** What to produce **
Look through the lines below and extract any with the word "ViewModeChanged".
=== Record extracts ===
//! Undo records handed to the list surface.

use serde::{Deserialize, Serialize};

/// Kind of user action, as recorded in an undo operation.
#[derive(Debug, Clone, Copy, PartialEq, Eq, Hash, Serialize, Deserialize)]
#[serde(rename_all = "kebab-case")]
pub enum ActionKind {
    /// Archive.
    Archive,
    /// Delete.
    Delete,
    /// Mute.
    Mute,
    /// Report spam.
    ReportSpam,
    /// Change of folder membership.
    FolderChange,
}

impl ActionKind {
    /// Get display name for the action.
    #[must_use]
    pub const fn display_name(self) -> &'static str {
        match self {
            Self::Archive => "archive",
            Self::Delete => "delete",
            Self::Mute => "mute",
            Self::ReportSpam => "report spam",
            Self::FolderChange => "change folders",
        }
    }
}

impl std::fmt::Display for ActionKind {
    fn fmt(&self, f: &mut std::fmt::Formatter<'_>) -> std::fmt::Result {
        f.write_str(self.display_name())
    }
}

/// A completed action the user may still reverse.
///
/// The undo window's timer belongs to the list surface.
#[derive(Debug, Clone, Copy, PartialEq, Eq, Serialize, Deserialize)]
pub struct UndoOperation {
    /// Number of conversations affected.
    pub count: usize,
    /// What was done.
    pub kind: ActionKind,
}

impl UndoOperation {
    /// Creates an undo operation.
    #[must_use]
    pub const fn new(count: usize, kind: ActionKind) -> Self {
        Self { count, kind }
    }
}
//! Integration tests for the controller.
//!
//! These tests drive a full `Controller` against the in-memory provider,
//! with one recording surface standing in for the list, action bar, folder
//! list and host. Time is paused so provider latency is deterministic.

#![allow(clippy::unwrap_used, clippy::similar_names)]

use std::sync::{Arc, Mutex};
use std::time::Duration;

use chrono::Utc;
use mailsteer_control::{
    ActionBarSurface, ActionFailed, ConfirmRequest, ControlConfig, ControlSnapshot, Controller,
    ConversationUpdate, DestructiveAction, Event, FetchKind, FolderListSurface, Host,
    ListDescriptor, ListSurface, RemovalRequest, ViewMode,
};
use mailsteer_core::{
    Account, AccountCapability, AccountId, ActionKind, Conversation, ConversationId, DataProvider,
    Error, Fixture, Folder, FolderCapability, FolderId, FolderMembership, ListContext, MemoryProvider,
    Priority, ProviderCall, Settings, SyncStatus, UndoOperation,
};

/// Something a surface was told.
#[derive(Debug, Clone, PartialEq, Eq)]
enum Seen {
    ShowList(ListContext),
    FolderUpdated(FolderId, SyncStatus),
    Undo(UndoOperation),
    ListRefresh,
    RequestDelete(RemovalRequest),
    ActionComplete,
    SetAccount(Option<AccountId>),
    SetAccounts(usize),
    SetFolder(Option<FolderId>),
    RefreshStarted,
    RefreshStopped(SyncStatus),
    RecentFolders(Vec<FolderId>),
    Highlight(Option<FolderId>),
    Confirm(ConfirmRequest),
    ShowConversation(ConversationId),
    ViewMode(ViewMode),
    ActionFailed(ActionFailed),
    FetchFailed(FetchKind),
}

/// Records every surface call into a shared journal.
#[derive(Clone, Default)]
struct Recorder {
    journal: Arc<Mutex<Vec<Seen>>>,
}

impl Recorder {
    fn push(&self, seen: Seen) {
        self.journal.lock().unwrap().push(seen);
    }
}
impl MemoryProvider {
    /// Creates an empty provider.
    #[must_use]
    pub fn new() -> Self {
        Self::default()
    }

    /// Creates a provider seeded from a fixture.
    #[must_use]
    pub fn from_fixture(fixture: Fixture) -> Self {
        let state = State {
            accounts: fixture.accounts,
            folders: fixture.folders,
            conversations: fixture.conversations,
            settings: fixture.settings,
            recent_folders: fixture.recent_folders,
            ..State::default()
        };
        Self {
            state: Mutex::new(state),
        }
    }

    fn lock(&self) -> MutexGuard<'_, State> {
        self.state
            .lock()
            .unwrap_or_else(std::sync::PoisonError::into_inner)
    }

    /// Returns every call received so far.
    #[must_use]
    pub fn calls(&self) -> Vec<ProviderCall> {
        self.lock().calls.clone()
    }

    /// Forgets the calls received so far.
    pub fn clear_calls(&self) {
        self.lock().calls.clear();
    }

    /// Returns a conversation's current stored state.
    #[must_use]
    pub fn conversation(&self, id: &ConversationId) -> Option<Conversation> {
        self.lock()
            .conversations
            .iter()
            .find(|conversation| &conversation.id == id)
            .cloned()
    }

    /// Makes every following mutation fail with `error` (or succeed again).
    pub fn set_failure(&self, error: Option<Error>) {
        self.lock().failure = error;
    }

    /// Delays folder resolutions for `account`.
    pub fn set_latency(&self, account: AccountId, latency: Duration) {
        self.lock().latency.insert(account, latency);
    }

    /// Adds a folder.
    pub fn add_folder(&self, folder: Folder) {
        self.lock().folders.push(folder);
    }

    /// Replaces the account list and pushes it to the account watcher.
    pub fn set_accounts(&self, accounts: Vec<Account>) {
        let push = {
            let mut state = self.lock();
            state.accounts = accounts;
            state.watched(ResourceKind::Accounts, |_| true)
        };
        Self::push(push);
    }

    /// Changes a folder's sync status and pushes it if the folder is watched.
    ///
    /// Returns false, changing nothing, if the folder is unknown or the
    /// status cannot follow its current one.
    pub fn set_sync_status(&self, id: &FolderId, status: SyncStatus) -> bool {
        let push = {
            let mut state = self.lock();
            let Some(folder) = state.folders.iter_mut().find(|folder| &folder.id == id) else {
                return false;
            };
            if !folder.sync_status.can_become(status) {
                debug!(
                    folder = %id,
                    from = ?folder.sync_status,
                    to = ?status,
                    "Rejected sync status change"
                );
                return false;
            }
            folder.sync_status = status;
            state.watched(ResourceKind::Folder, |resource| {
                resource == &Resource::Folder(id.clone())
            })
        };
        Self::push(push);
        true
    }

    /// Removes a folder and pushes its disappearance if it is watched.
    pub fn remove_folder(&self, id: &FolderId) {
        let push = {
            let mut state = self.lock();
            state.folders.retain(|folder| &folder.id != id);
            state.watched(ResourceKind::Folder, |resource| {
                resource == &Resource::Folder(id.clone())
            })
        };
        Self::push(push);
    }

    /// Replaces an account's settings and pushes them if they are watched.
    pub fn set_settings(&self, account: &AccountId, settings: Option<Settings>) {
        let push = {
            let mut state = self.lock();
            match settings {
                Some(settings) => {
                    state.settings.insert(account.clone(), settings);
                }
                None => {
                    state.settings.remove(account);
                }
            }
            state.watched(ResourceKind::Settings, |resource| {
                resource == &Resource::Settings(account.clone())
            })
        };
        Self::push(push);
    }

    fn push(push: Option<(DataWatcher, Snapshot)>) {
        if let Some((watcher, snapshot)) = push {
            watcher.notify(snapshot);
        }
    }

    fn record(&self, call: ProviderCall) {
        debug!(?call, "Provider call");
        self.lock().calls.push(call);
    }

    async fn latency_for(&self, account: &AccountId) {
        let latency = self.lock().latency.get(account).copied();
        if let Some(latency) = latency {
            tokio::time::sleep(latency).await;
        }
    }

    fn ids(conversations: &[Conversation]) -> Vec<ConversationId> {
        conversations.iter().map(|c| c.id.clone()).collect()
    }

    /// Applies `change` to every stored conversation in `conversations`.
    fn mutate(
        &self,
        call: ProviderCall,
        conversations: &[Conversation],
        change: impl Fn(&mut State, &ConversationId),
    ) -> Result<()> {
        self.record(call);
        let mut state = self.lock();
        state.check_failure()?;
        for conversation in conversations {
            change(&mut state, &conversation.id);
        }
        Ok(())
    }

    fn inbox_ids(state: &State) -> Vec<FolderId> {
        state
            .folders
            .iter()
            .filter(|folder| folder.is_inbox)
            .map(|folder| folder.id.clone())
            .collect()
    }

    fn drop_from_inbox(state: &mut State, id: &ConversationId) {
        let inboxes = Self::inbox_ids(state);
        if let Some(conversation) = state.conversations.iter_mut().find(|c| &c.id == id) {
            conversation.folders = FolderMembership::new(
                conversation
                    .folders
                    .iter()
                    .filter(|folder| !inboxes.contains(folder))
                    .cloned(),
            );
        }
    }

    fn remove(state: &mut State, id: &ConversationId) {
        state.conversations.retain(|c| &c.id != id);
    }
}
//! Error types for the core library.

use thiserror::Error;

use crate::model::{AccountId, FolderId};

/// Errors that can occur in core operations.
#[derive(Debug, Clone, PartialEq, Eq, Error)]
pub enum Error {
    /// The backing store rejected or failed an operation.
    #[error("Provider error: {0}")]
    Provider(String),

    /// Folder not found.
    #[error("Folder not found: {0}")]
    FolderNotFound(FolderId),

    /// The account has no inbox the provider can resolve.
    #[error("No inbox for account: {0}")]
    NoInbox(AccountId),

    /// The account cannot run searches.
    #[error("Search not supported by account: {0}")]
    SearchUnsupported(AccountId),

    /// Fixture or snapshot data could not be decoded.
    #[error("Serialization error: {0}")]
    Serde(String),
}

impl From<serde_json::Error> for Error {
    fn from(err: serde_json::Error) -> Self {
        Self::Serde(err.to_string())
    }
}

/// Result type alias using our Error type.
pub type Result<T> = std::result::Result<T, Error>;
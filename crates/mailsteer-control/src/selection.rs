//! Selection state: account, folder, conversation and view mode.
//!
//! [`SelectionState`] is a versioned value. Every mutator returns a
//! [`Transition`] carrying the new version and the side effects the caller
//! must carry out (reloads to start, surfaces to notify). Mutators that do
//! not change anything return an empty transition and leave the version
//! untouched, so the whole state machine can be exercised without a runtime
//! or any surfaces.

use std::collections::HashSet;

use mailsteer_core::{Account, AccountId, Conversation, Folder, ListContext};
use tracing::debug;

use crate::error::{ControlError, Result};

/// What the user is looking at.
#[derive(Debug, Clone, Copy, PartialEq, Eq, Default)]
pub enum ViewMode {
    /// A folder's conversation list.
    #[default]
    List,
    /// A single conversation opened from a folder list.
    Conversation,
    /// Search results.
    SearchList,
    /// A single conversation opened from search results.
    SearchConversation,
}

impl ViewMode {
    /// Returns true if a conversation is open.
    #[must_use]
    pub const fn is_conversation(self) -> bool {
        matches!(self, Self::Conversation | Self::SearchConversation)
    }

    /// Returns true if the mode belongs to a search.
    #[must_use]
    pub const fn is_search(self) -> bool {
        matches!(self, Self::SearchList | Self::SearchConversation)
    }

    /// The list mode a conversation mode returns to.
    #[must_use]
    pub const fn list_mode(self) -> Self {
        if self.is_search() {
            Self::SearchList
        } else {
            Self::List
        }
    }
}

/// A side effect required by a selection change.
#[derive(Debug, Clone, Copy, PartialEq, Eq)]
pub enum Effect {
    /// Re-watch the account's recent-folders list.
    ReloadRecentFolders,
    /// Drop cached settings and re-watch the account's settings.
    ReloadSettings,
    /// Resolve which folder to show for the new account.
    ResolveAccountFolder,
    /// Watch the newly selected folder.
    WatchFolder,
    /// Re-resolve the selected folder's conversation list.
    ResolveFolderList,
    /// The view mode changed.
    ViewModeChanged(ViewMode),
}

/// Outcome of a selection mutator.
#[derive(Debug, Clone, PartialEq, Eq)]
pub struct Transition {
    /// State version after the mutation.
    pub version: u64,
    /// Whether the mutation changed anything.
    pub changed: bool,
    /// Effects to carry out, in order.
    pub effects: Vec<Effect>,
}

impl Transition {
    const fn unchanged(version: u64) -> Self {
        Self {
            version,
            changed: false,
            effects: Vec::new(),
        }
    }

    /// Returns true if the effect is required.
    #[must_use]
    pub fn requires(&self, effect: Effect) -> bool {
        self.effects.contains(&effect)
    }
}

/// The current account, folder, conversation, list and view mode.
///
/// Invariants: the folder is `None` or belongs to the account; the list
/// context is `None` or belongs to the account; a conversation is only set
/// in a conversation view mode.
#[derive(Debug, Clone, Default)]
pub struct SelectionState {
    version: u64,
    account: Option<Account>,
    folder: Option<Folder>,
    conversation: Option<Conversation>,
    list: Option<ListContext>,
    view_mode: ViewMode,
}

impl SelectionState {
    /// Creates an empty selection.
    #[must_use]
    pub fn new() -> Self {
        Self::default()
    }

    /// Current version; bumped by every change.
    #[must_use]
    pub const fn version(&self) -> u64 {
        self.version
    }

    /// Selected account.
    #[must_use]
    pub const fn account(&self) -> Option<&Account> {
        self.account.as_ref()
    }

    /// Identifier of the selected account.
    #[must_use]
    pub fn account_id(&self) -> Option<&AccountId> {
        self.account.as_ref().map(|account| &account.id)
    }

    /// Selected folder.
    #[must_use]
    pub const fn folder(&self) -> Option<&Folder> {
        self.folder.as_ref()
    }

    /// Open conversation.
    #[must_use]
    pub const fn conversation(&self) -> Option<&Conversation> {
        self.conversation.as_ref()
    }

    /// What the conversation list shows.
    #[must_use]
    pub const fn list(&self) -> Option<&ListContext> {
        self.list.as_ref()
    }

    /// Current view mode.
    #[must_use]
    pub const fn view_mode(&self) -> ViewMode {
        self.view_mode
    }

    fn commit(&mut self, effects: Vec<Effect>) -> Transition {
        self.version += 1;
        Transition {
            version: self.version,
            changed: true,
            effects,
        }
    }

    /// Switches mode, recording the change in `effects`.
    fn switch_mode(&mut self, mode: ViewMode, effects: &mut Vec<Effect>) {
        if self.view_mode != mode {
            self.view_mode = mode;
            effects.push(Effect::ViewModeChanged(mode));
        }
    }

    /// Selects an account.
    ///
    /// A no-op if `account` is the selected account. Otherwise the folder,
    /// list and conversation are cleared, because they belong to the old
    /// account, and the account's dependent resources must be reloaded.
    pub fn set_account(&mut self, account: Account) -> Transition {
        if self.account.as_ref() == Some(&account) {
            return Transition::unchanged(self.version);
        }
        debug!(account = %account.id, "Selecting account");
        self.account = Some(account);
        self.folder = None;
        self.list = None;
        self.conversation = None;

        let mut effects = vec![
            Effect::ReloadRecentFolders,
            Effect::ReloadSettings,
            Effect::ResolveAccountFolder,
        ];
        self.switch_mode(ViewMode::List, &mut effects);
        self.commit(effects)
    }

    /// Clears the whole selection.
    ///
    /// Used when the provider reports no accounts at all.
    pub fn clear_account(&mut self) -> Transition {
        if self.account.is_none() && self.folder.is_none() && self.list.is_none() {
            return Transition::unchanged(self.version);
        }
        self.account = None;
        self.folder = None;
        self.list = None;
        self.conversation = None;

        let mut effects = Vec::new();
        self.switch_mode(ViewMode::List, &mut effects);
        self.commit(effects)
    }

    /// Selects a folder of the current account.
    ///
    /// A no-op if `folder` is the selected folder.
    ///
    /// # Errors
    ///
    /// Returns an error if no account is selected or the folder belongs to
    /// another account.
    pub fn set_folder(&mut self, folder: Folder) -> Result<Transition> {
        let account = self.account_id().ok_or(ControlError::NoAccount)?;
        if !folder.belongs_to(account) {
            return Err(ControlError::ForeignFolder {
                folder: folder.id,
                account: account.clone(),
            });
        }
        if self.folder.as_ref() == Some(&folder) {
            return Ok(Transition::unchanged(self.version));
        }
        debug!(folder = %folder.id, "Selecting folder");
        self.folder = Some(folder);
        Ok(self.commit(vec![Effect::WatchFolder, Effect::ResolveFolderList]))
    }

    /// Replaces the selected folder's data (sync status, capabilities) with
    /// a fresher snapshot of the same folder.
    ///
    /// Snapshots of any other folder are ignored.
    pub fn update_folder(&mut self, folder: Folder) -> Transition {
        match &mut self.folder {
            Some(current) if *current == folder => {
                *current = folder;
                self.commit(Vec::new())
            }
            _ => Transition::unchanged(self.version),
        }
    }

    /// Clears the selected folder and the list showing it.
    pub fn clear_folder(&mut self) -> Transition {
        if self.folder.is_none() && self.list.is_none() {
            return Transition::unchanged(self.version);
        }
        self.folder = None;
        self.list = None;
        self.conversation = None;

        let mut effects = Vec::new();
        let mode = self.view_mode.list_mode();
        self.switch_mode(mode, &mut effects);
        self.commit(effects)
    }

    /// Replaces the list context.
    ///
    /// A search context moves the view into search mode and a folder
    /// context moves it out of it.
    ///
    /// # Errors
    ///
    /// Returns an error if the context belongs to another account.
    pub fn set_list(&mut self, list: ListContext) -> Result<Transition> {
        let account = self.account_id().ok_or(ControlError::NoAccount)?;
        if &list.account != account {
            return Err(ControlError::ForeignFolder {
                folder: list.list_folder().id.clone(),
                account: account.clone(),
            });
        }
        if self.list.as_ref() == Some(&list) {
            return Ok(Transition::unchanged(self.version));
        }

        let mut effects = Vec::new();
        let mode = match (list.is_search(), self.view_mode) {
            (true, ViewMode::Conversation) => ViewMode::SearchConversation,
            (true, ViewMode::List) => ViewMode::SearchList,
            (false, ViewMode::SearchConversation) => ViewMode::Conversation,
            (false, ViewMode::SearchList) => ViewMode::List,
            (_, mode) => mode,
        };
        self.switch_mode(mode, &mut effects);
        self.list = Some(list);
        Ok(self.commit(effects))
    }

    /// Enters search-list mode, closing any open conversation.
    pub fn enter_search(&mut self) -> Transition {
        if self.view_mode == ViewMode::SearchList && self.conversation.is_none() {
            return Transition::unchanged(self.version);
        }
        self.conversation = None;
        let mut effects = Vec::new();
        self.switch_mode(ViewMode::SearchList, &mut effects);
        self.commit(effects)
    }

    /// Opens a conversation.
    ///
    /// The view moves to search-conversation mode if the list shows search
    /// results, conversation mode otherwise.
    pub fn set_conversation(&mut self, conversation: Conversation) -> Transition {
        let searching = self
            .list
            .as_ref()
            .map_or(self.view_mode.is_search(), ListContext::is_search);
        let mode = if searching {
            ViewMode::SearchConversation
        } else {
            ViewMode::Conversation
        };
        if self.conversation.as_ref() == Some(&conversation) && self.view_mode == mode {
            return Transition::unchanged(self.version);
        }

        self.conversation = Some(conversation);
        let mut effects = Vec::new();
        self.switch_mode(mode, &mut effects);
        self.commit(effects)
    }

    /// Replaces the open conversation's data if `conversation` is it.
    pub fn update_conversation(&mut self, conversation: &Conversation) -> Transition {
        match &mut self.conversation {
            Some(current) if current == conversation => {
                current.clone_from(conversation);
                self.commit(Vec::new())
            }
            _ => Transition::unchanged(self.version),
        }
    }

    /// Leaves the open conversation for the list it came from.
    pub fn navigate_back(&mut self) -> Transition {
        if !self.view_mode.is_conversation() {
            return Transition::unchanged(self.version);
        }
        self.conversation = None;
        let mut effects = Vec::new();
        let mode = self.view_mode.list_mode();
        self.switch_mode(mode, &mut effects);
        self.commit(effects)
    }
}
===
** Solution for this exercise **
    ViewModeChanged(ViewMode),
            effects.push(Effect::ViewModeChanged(mode));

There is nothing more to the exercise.